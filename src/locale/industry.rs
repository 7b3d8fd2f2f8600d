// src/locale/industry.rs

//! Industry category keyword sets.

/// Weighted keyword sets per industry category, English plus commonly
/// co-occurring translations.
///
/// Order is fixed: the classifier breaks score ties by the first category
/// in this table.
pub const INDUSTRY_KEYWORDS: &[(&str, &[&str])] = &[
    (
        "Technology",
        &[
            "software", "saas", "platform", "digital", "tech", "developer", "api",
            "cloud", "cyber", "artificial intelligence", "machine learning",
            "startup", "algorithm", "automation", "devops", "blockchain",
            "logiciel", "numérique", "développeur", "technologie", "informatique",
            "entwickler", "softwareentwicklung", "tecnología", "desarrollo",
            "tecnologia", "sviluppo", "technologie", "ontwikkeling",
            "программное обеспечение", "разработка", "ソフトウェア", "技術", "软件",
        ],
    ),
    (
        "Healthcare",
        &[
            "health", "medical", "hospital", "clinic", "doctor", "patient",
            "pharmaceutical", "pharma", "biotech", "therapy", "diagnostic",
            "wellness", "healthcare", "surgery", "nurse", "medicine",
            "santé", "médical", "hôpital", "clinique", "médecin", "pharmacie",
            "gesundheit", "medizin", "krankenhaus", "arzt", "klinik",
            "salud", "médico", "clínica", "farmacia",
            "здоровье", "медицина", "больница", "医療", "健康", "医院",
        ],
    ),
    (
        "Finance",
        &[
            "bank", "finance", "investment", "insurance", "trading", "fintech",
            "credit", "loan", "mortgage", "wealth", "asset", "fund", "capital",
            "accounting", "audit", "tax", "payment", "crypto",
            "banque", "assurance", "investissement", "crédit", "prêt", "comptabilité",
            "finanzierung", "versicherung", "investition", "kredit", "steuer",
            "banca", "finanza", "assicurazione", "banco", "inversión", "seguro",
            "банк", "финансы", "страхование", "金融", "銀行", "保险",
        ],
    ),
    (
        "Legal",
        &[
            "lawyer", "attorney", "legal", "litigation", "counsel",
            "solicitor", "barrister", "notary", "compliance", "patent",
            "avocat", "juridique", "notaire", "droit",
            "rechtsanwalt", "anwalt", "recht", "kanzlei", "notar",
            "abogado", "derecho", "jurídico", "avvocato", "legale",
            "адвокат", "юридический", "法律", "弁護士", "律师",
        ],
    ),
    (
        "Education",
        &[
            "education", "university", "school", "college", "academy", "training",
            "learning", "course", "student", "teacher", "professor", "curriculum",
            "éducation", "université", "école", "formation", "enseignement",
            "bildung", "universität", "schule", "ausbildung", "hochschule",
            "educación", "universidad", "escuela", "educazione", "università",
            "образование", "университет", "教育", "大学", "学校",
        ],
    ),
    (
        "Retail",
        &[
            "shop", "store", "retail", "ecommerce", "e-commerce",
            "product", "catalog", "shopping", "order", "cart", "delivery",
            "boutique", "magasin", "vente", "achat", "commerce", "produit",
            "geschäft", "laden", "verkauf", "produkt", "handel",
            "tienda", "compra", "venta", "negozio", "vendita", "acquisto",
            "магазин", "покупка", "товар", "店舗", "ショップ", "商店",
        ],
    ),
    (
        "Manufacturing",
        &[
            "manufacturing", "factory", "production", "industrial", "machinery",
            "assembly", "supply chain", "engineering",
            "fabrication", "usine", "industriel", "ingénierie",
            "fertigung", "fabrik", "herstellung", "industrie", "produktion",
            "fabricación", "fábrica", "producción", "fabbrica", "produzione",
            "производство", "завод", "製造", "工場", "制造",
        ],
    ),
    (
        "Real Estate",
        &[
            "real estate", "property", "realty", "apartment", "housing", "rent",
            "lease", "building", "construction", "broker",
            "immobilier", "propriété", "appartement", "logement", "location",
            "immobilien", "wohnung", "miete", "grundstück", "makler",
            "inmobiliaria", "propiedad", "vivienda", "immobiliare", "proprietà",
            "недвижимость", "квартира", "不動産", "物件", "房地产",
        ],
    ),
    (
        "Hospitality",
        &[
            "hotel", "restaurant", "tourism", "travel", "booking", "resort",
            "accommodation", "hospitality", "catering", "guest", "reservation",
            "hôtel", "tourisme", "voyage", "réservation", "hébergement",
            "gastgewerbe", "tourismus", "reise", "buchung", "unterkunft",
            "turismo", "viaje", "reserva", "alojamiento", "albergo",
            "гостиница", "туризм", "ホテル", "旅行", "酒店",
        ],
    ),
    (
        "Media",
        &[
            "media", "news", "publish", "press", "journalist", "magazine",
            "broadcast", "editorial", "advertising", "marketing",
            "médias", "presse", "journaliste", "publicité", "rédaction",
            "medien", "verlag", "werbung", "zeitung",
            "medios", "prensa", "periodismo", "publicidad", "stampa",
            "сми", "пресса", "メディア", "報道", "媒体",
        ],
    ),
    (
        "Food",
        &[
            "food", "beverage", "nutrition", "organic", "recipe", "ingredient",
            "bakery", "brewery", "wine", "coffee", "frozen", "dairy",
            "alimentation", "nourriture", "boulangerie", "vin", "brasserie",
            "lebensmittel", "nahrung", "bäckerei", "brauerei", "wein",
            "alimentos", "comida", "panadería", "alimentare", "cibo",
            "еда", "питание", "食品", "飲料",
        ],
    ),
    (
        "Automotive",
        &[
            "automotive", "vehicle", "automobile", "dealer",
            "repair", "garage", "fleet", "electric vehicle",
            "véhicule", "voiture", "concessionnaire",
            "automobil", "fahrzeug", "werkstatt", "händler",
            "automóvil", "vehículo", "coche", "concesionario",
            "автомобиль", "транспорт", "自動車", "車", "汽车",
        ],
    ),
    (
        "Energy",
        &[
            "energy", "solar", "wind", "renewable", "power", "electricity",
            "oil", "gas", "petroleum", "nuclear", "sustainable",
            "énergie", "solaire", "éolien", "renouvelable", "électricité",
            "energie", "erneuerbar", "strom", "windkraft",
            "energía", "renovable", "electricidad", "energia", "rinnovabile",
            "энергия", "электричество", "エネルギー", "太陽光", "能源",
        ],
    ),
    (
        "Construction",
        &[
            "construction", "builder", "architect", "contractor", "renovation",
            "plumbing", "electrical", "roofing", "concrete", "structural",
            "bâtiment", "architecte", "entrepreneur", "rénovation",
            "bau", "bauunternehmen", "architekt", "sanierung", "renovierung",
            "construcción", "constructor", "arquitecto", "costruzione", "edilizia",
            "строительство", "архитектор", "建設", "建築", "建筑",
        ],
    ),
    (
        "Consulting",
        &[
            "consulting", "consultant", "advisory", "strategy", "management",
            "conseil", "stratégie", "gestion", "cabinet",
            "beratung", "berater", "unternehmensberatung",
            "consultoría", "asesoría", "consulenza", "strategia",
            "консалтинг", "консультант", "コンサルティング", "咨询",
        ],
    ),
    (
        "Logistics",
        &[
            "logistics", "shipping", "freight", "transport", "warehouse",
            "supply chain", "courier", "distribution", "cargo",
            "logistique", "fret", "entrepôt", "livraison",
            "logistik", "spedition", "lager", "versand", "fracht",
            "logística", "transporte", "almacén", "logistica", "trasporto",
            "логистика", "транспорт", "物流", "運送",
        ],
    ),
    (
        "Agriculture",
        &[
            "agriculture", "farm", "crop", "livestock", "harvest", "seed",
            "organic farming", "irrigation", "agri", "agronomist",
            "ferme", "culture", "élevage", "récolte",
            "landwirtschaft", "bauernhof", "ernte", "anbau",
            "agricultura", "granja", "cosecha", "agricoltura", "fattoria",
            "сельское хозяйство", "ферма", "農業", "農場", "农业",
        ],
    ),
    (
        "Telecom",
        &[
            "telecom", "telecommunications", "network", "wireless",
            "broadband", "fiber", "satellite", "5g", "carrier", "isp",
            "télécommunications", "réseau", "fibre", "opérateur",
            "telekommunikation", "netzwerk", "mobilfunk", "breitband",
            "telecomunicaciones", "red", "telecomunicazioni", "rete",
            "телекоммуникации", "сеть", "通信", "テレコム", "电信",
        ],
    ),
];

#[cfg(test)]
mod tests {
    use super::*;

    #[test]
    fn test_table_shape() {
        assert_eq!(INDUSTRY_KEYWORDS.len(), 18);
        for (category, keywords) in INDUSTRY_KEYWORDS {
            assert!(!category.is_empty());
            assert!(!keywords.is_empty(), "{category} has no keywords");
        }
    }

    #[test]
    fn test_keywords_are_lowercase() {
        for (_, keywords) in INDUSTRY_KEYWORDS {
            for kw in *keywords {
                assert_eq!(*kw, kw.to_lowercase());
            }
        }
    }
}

┄┄┄┄┄┄

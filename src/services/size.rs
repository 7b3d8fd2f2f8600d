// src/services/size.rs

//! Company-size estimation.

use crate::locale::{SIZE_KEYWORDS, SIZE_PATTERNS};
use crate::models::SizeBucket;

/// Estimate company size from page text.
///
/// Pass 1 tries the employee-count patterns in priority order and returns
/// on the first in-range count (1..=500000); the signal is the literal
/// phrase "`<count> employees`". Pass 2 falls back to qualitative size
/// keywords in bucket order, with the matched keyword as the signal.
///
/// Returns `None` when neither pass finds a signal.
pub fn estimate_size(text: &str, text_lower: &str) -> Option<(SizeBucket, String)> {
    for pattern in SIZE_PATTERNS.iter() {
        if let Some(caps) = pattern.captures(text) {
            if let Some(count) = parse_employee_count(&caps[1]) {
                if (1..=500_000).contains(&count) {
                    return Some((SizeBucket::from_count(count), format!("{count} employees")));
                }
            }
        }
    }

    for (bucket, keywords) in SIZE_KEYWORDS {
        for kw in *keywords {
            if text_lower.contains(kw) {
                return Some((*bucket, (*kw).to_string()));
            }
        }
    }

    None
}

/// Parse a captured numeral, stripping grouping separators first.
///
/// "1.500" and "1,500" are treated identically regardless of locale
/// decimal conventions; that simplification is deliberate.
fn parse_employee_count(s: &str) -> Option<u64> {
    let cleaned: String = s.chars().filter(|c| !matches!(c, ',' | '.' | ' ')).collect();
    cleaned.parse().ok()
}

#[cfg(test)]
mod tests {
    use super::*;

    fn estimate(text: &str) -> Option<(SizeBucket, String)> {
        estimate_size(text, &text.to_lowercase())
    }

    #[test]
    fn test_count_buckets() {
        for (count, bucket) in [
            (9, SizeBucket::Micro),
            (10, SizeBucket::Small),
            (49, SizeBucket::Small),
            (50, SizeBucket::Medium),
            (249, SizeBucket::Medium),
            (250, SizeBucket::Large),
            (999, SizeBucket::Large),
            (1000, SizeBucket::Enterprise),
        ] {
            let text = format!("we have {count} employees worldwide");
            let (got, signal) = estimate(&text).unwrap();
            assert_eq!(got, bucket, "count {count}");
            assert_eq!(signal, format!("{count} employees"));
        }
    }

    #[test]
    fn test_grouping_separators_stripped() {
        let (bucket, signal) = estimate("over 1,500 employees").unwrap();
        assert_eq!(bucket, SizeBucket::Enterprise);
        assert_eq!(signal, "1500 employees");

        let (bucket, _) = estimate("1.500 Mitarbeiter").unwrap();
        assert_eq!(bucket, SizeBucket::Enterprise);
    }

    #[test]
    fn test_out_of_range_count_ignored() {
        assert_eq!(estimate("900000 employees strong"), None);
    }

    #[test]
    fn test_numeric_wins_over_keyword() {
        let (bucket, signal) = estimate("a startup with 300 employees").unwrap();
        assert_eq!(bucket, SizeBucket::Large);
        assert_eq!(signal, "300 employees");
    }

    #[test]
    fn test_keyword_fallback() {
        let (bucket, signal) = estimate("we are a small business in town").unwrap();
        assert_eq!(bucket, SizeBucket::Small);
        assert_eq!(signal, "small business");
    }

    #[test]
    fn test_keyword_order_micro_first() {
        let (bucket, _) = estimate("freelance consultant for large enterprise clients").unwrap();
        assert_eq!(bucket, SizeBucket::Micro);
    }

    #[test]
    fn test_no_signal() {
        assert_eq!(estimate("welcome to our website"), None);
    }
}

┄┄┄┄┄┄

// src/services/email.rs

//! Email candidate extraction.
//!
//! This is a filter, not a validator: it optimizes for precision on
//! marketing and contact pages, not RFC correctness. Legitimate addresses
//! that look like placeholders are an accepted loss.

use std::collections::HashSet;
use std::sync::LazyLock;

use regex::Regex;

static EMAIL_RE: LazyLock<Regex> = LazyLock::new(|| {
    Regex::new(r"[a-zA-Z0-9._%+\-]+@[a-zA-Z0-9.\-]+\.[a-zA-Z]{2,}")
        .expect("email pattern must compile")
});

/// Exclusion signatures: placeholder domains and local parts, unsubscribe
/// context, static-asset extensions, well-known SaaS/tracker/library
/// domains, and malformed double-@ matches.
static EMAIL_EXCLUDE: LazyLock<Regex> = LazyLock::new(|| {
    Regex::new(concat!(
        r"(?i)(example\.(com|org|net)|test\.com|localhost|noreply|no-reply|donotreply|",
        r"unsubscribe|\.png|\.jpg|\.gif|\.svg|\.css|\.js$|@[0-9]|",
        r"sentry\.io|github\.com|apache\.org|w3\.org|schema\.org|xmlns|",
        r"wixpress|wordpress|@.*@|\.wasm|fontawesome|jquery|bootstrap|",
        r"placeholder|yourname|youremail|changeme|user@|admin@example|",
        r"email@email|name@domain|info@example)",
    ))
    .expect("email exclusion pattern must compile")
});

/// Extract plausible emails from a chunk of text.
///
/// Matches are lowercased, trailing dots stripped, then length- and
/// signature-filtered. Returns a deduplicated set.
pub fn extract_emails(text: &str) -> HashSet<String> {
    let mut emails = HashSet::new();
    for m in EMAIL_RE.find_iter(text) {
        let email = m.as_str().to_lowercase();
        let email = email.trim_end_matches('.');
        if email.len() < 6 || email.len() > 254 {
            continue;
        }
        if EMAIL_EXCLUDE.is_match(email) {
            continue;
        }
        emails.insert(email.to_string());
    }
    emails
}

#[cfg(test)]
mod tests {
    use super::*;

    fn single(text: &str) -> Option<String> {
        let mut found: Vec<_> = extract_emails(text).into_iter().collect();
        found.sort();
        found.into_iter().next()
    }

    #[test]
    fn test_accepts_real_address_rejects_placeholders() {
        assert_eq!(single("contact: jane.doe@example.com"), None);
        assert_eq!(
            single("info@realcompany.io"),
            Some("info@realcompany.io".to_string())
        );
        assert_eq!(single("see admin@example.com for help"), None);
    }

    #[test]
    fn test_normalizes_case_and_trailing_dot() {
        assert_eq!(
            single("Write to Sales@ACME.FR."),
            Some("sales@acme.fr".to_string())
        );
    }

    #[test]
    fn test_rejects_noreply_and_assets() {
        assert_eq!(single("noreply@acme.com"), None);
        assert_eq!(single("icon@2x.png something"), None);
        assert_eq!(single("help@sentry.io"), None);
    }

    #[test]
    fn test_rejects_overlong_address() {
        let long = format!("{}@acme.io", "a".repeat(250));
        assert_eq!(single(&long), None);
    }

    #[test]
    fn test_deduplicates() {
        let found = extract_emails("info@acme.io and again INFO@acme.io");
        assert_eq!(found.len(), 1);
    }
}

┄┄┄┄┄┄

:: Task requirements ::
Look above for the line holding "pub fn extract_emails(text: &str)". Print it and every line after it, exactly, through the line holding "if email.len() <".

:: Expected output ::
pub fn extract_emails(text: &str) -> HashSet<String> {
    let mut emails = HashSet::new();
    for m in EMAIL_RE.find_iter(text) {
        let email = m.as_str().to_lowercase();
        let email = email.trim_end_matches('.');
        if email.len() < 6 || email.len() > 254 {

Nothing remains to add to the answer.